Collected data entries
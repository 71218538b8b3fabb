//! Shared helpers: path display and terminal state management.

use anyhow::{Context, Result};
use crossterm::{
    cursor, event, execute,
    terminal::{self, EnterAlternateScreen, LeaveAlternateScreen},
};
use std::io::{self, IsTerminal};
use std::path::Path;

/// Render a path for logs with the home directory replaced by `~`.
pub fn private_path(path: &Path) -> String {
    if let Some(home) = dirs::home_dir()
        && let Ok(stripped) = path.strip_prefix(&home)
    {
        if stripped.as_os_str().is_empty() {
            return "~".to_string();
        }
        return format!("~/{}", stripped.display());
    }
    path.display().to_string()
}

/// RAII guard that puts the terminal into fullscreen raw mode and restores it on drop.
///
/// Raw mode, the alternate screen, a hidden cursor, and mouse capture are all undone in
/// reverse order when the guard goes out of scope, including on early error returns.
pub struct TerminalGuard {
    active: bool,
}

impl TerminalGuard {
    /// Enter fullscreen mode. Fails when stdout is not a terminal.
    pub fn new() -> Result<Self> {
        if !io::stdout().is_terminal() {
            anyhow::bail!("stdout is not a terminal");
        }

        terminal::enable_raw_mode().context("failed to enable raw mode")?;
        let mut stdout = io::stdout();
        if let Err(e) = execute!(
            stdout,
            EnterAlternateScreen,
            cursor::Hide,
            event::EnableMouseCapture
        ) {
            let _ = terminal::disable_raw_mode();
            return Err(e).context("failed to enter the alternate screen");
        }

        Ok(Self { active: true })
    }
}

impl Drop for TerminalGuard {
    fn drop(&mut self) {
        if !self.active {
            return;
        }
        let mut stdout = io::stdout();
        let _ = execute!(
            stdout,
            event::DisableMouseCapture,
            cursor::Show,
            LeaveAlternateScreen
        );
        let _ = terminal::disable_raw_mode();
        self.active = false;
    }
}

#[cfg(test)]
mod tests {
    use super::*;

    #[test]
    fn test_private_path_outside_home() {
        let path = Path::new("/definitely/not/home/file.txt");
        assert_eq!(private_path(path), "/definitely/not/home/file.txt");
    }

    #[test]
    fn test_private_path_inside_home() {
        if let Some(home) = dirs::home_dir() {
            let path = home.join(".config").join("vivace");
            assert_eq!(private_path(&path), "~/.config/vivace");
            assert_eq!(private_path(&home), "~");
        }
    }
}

==

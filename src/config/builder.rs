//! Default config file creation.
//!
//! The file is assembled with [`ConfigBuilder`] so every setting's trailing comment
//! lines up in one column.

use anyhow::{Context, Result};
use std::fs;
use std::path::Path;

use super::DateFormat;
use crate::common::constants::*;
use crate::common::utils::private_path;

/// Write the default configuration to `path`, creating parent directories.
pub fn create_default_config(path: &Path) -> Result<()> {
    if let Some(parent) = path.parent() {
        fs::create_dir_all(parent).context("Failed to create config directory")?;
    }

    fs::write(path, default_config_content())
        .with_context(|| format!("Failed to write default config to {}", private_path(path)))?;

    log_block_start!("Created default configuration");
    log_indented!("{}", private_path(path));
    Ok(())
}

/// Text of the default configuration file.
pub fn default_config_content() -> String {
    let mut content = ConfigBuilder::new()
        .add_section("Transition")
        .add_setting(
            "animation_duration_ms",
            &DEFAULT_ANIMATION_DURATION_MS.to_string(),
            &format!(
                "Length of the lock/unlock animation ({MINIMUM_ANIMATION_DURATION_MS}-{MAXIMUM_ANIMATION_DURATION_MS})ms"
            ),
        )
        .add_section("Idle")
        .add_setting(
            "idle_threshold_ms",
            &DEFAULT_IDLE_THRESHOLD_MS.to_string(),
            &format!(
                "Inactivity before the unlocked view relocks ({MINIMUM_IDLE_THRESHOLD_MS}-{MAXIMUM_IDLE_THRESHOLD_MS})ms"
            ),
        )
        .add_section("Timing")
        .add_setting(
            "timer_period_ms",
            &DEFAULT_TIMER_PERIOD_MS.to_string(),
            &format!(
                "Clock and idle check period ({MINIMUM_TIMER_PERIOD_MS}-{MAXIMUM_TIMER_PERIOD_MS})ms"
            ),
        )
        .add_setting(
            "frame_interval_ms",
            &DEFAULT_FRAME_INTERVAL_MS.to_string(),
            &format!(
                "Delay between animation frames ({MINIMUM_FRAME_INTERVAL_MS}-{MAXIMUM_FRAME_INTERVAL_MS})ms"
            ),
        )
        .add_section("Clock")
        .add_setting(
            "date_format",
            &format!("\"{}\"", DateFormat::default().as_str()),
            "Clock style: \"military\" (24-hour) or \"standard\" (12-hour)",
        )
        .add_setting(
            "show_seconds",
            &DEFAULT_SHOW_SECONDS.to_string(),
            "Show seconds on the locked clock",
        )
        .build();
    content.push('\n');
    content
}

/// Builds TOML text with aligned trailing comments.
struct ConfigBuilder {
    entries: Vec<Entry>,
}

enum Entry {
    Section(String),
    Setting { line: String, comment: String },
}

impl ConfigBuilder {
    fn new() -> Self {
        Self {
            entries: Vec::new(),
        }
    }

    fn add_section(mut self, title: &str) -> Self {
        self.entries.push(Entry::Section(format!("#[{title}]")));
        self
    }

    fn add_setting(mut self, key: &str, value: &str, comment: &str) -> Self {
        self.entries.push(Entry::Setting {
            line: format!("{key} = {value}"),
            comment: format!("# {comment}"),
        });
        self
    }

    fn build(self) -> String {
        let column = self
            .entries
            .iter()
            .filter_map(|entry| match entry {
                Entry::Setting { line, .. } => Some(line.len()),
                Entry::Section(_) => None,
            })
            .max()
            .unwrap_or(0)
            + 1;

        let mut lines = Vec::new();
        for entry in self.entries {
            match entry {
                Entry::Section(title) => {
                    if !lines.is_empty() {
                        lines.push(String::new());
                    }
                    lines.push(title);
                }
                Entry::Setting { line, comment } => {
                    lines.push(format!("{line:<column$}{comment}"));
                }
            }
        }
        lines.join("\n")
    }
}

==

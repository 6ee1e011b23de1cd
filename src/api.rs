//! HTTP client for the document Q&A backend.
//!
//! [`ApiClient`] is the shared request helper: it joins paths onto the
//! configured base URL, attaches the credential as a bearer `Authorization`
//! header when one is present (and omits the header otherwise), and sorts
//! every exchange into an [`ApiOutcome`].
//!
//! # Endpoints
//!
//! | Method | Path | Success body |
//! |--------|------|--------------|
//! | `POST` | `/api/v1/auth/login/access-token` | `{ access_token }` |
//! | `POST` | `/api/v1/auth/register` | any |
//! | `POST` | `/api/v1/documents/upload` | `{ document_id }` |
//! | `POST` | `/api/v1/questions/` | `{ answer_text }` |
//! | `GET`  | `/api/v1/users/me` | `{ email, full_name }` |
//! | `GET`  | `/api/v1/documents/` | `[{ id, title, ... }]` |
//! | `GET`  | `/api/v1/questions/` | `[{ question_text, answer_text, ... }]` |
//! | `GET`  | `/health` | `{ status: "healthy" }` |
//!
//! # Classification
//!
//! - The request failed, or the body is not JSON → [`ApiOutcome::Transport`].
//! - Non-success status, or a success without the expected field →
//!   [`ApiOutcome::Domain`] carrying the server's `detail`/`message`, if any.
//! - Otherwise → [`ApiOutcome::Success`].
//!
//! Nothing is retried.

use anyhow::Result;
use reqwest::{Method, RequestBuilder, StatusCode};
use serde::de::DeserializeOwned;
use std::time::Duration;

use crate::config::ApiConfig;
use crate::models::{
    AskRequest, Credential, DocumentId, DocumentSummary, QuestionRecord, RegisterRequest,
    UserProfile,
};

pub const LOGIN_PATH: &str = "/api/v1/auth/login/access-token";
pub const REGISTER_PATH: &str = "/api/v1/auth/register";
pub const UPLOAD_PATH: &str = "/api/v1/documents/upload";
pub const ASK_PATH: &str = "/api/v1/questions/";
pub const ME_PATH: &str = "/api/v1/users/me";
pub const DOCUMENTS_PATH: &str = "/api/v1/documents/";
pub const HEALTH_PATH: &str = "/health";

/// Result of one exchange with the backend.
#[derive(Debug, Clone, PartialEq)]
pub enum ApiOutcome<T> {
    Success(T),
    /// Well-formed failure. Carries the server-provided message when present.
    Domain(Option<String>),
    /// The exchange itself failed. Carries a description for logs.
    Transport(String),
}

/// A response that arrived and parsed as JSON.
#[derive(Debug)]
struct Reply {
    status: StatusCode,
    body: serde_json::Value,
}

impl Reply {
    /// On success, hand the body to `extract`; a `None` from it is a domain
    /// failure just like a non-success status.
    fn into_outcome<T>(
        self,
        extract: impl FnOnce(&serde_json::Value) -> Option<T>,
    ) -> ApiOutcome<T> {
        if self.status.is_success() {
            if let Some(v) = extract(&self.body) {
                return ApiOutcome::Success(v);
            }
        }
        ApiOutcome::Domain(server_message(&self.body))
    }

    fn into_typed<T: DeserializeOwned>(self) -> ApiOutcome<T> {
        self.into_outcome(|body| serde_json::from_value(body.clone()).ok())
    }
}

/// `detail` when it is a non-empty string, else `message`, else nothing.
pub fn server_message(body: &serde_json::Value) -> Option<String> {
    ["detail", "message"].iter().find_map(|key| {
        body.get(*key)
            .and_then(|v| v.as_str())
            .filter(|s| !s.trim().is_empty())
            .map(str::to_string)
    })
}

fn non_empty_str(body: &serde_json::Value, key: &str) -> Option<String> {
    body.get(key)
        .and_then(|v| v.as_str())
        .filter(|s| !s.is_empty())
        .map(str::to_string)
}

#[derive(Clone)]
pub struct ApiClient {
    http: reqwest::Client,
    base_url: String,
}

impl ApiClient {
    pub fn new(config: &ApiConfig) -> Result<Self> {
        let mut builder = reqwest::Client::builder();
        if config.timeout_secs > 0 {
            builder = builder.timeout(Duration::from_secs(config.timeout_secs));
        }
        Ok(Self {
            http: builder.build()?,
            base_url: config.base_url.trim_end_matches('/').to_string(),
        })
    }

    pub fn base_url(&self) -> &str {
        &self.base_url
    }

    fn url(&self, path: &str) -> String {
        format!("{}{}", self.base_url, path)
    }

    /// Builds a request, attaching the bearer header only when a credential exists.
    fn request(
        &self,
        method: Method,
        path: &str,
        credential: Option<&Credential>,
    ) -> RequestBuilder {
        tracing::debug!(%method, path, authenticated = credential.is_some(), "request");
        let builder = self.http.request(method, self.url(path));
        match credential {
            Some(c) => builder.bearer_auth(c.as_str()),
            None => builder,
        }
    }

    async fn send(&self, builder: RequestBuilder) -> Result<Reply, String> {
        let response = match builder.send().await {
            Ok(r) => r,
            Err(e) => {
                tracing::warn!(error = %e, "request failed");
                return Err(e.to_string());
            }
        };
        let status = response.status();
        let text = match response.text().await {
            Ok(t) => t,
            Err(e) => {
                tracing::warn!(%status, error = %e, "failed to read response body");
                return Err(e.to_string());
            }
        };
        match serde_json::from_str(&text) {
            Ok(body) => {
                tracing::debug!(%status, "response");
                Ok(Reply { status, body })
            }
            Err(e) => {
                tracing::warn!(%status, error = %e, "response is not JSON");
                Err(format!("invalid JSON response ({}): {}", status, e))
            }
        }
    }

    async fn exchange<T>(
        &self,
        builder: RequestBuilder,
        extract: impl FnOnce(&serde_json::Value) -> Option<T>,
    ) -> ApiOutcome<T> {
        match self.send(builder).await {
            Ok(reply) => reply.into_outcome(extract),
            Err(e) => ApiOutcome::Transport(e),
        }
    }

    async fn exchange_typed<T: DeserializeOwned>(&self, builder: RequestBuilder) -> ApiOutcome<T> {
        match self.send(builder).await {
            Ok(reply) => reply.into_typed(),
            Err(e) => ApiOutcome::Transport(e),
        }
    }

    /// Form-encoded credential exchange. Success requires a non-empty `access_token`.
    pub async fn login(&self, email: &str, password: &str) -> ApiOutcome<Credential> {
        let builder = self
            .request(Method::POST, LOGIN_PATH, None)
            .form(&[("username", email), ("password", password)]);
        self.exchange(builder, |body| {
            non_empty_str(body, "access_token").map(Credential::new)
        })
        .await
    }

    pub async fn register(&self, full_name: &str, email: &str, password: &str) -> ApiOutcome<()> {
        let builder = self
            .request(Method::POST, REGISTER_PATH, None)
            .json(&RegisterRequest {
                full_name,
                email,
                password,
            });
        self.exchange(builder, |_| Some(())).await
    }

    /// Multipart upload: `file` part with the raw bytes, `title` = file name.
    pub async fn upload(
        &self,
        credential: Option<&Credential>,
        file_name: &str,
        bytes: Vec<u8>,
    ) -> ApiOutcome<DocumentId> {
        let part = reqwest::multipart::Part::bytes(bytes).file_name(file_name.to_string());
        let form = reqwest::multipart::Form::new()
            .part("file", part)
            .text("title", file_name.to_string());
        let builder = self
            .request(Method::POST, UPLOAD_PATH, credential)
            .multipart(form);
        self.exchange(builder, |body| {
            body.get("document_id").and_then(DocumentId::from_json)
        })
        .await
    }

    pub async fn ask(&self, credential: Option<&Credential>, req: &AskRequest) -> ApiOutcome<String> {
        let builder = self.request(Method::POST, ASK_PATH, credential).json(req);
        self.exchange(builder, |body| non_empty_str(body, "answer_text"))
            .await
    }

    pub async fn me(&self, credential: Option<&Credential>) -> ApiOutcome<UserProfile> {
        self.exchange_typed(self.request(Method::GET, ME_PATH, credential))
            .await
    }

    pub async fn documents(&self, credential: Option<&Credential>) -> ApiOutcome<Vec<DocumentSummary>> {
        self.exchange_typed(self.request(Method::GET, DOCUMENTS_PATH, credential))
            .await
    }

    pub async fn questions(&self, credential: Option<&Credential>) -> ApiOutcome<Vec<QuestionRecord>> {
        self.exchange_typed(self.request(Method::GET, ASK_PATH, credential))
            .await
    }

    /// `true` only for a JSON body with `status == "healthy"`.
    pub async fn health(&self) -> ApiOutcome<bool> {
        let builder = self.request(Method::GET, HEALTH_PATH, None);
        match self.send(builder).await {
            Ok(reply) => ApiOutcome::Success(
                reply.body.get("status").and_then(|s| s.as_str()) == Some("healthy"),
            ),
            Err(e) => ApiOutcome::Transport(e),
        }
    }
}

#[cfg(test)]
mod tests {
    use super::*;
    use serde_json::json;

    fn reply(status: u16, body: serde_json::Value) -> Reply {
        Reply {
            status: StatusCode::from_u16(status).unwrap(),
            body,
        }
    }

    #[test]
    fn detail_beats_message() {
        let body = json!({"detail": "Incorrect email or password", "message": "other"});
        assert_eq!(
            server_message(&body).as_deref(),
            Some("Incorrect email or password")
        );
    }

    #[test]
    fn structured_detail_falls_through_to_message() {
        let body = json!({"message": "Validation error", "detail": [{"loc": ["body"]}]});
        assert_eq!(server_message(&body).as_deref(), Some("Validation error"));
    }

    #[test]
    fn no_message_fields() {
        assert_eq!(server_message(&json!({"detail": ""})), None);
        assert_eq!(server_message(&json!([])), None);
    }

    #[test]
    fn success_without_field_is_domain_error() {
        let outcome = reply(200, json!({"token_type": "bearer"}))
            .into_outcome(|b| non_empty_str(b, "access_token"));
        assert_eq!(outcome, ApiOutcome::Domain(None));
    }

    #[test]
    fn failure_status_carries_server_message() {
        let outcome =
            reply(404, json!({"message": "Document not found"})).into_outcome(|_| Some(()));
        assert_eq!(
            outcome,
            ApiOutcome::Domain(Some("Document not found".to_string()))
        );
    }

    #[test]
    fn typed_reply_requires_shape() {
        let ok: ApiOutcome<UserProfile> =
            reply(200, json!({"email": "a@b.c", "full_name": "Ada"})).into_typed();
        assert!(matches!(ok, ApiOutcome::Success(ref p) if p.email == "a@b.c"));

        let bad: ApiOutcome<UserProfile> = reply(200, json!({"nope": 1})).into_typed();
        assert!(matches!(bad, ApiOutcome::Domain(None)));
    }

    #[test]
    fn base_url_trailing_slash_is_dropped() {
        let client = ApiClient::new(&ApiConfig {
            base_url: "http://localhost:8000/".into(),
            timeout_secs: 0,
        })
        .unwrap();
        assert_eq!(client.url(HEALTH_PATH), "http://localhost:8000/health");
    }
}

**Exercise description:**
Find all lines holding the word "common" in the records above and copy them.

**Task answer:**
use crate::common::constants::*;
use crate::common::utils::private_path;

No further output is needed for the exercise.